Four months later, the Trump Administration has declared economic war against its onetime partner.
Setting aside the higher costs that the 50% tariff will level on American importers, it will have a crushing impact on India’s textiles, chemicals, machinery, gems and jewellery, and dozens of smaller industries.
US President Donald Trump with Prime Minister Narendra Modi of India during a meeting in the Oval Office of the White House in Washington, in February. Photo / Eric Lee, The New York Times
The tariff hands Modi a difficult political card to play at home.
He braced Indians for the collision with the US, using words to inspire memories of India’s struggle for freedom from British colonialism 100 years ago.

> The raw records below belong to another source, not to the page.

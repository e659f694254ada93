//! The teloxide-backed side of the gateway seam: rendering relay
//! instructions into Telegram API calls.

use async_trait::async_trait;
use hushlink_relay::{ControlButton, GatewayError, MessageGateway};
use hushlink_types::{ChatId, Content, MessageId};
use teloxide::prelude::*;
use teloxide::types::{
    ChatId as TgChatId, FileId, InlineKeyboardButton, InlineKeyboardMarkup, InputFile,
    InputPollOption, MessageId as TgMessageId, ReplyParameters,
};
use tracing::warn;

/// Telegram implementation of the engine's transport seam.
pub struct TelegramGateway {
    bot: Bot,
}

impl TelegramGateway {
    pub fn new(bot: Bot) -> Self {
        Self { bot }
    }
}

fn keyboard(controls: &[ControlButton]) -> Option<InlineKeyboardMarkup> {
    if controls.is_empty() {
        return None;
    }
    let row: Vec<InlineKeyboardButton> = controls
        .iter()
        .map(|button| InlineKeyboardButton::callback(button.label.clone(), button.token.encode()))
        .collect();
    Some(InlineKeyboardMarkup::new([row]))
}

fn reply_parameters(reply_to: MessageId) -> ReplyParameters {
    ReplyParameters::new(TgMessageId(reply_to as i32))
}

fn input_file(file_id: &str) -> InputFile {
    InputFile::file_id(FileId(file_id.to_string()))
}

/// Prefix a caption with the relay header, keeping both optional.
fn compose_caption(header: Option<&str>, caption: Option<&str>) -> Option<String> {
    match (header, caption) {
        (Some(header), Some(caption)) => Some(format!("{}\n\n{}", header, caption)),
        (Some(header), None) => Some(header.to_string()),
        (None, Some(caption)) => Some(caption.to_string()),
        (None, None) => None,
    }
}

fn to_gateway_error(error: teloxide::RequestError) -> GatewayError {
    match &error {
        teloxide::RequestError::Api(api_error) => GatewayError::Unreachable(api_error.to_string()),
        _ => GatewayError::Transport(error.to_string()),
    }
}

#[async_trait]
impl MessageGateway for TelegramGateway {
    async fn send_text(
        &self,
        chat_id: ChatId,
        text: &str,
        controls: &[ControlButton],
    ) -> Result<MessageId, GatewayError> {
        let mut request = self.bot.send_message(TgChatId(chat_id), text);
        if let Some(markup) = keyboard(controls) {
            request = request.reply_markup(markup);
        }
        let message = request.await.map_err(to_gateway_error)?;
        Ok(message.id.0 as i64)
    }

    async fn send_content(
        &self,
        chat_id: ChatId,
        content: &Content,
        header: Option<&str>,
        controls: &[ControlButton],
        reply_to: Option<MessageId>,
    ) -> Result<MessageId, GatewayError> {
        let chat = TgChatId(chat_id);
        let markup = keyboard(controls);

        let message = match content {
            Content::Text(text) => {
                let text = match header {
                    Some(header) => format!("{}\n\n{}", header, text),
                    None => text.clone(),
                };
                let mut request = self.bot.send_message(chat, text);
                if let Some(markup) = markup {
                    request = request.reply_markup(markup);
                }
                if let Some(reply_to) = reply_to {
                    request = request.reply_parameters(reply_parameters(reply_to));
                }
                request.await.map_err(to_gateway_error)?
            }
            Content::Photo { file_id, caption } => {
                let mut request = self.bot.send_photo(chat, input_file(file_id));
                if let Some(caption) = compose_caption(header, caption.as_deref()) {
                    request = request.caption(caption);
                }
                if let Some(markup) = markup {
                    request = request.reply_markup(markup);
                }
                if let Some(reply_to) = reply_to {
                    request = request.reply_parameters(reply_parameters(reply_to));
                }
                request.await.map_err(to_gateway_error)?
            }
            Content::Video { file_id, caption } => {
                let mut request = self.bot.send_video(chat, input_file(file_id));
                if let Some(caption) = compose_caption(header, caption.as_deref()) {
                    request = request.caption(caption);
                }
                if let Some(markup) = markup {
                    request = request.reply_markup(markup);
                }
                if let Some(reply_to) = reply_to {
                    request = request.reply_parameters(reply_parameters(reply_to));
                }
                request.await.map_err(to_gateway_error)?
            }
            Content::Voice { file_id, caption } => {
                let mut request = self.bot.send_voice(chat, input_file(file_id));
                if let Some(caption) = compose_caption(header, caption.as_deref()) {
                    request = request.caption(caption);
                }
                if let Some(markup) = markup {
                    request = request.reply_markup(markup);
                }
                if let Some(reply_to) = reply_to {
                    request = request.reply_parameters(reply_parameters(reply_to));
                }
                request.await.map_err(to_gateway_error)?
            }
            Content::Document { file_id, caption } => {
                let mut request = self.bot.send_document(chat, input_file(file_id));
                if let Some(caption) = compose_caption(header, caption.as_deref()) {
                    request = request.caption(caption);
                }
                if let Some(markup) = markup {
                    request = request.reply_markup(markup);
                }
                if let Some(reply_to) = reply_to {
                    request = request.reply_parameters(reply_parameters(reply_to));
                }
                request.await.map_err(to_gateway_error)?
            }
            Content::Audio { file_id, caption } => {
                let mut request = self.bot.send_audio(chat, input_file(file_id));
                if let Some(caption) = compose_caption(header, caption.as_deref()) {
                    request = request.caption(caption);
                }
                if let Some(markup) = markup {
                    request = request.reply_markup(markup);
                }
                if let Some(reply_to) = reply_to {
                    request = request.reply_parameters(reply_parameters(reply_to));
                }
                request.await.map_err(to_gateway_error)?
            }
            Content::VideoNote { file_id } => {
                // No caption support; the header follows as its own
                // message and replies resolve against the media message.
                let mut request = self.bot.send_video_note(chat, input_file(file_id));
                if let Some(markup) = markup {
                    request = request.reply_markup(markup);
                }
                if let Some(reply_to) = reply_to {
                    request = request.reply_parameters(reply_parameters(reply_to));
                }
                let message = request.await.map_err(to_gateway_error)?;
                if let Some(header) = header {
                    if let Err(error) = self.bot.send_message(chat, header).await {
                        warn!("header follow-up to {} failed: {}", chat_id, error);
                    }
                }
                message
            }
            Content::Sticker { file_id } => {
                let mut request = self.bot.send_sticker(chat, input_file(file_id));
                if let Some(markup) = markup {
                    request = request.reply_markup(markup);
                }
                if let Some(reply_to) = reply_to {
                    request = request.reply_parameters(reply_parameters(reply_to));
                }
                let message = request.await.map_err(to_gateway_error)?;
                if let Some(header) = header {
                    if let Err(error) = self.bot.send_message(chat, header).await {
                        warn!("header follow-up to {} failed: {}", chat_id, error);
                    }
                }
                message
            }
            Content::Poll {
                question,
                options,
                allows_multiple_answers,
            } => {
                if let Some(header) = header {
                    if let Err(error) = self.bot.send_message(chat, header).await {
                        warn!("header lead-in to {} failed: {}", chat_id, error);
                    }
                }
                let mut request = self.bot.send_poll(
                    chat,
                    question.clone(),
                    options.iter().cloned().map(InputPollOption::new),
                );
                request = request.allows_multiple_answers(*allows_multiple_answers);
                if let Some(markup) = markup {
                    request = request.reply_markup(markup);
                }
                if let Some(reply_to) = reply_to {
                    request = request.reply_parameters(reply_parameters(reply_to));
                }
                request.await.map_err(to_gateway_error)?
            }
        };

        Ok(message.id.0 as i64)
    }

    async fn edit_controls(
        &self,
        chat_id: ChatId,
        message_id: MessageId,
        controls: &[ControlButton],
    ) -> Result<(), GatewayError> {
        let request = self
            .bot
            .edit_message_reply_markup(TgChatId(chat_id), TgMessageId(message_id as i32));
        match keyboard(controls) {
            Some(markup) => request.reply_markup(markup).await.map_err(to_gateway_error)?,
            None => request.await.map_err(to_gateway_error)?,
        };
        Ok(())
    }
}
mod config;
mod health;
mod service;

use anyhow::Result;
use config::Config;
use service::GatewayService;

#[tokio::main]
async fn main() -> Result<()> {
    // Load configuration
    let config = Config::load()?;

    // Create and run gateway service
    let gateway = GatewayService::new(config);
    gateway.run().await
}
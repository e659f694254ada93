//! Health check endpoint for uptime monitors.

use axum::{routing::get, Json, Router};
use serde_json::{json, Value};
use std::net::SocketAddr;
use std::time::Instant;
use tracing::{error, info};

async fn health_handler(started: Instant) -> Json<Value> {
    Json(json!({
        "status": "ok",
        "bot": "hushlink",
        "uptime_seconds": started.elapsed().as_secs(),
    }))
}

/// Serve `GET /health` until the process exits.
pub async fn serve(addr: SocketAddr) {
    let started = Instant::now();
    let app = Router::new().route("/health", get(move || health_handler(started)));

    info!("Health endpoint listening on http://{}/health", addr);
    if let Err(e) = axum::Server::bind(&addr).serve(app.into_make_service()).await {
        error!("Health endpoint stopped: {}", e);
    }
}
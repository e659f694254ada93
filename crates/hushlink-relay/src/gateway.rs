use async_trait::async_trait;
use hushlink_types::{ChatId, Content, ControlToken, MessageId};
use thiserror::Error;

/// Transport-level delivery errors
#[derive(Debug, Error)]
pub enum GatewayError {
    /// The recipient cannot be reached (left the bot, blocked it, ...)
    #[error("recipient unreachable: {0}")]
    Unreachable(String),

    /// Any other transport failure
    #[error("transport error: {0}")]
    Transport(String),
}

/// An inline control offered alongside an outbound message.
#[derive(Debug, Clone)]
pub struct ControlButton {
    pub label: String,
    pub token: ControlToken,
}

impl ControlButton {
    pub fn new(label: impl Into<String>, token: ControlToken) -> Self {
        Self {
            label: label.into(),
            token,
        }
    }
}

/// Narrow seam to the messaging transport.
///
/// The engine relays exclusively through this trait; the Telegram adapter
/// implements it over teloxide and tests substitute a recording mock.
#[async_trait]
pub trait MessageGateway: Send + Sync {
    /// Send plain text, returning the transport id of the delivered
    /// message.
    async fn send_text(
        &self,
        chat_id: ChatId,
        text: &str,
        controls: &[ControlButton],
    ) -> std::result::Result<MessageId, GatewayError>;

    /// Send relayed content with an optional header line, optionally
    /// threaded as a transport reply. Returns the id of the delivered
    /// content message (the id a future swipe-reply will carry).
    async fn send_content(
        &self,
        chat_id: ChatId,
        content: &Content,
        header: Option<&str>,
        controls: &[ControlButton],
        reply_to: Option<MessageId>,
    ) -> std::result::Result<MessageId, GatewayError>;

    /// Replace the inline controls on an already-delivered message.
    async fn edit_controls(
        &self,
        chat_id: ChatId,
        message_id: MessageId,
        controls: &[ControlButton],
    ) -> std::result::Result<(), GatewayError>;
}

He has avoided mentioning Trump or tariffs directly. On Tuesday, he told the audience at a groundbreaking ceremony that his first priority was to defend India’s small-business owners, shopkeepers, and farmers.
“No matter how much pressure is put on us, India will prevail,” he said.
Defending the common man from politics “driven by economic self-interest” will be his first priority, he promised.
It was implicit that India’s economic dependence on the US, with which it participated in more than US$200b worth of trade in goods and services last year, would be curtailed, maybe in favour of China, Japan, Europe or other partners.
Finance professionals who track India’s economy are predicting that the tariffs will slow, but not stop, India’s growth, which is among the fastest for large countries.
The banks Morgan Stanley and Citigroup have forecast a drop of less than 1% in the speed of India’s economic growth, from around 6.5%.
India’s economy, already one of the five biggest in the world and expected to join the US and China in the top three within the next few years, has weathered other storms of foreign making.
The global financial crisis of 2008 did relatively little damage to India, which depended less on international capital than most big countries and was cushioned by its giant consumer market.
India in 2025 is much more integrated into the world economy, and the disruption that the new tariffs have caused is already being felt.
Only shipping containers arriving from India after midnight will face the full 50% burden. But orders have been cancelled and postponed for weeks now.
Damage done to the sense of trust between Indian and American businesses is already plain to see far from the shipping ports.
That relationship has been cultivated by both sides’ diplomats and policymakers for more than 25 years.
It is poised to spread beyond the concerns of importers and exporters.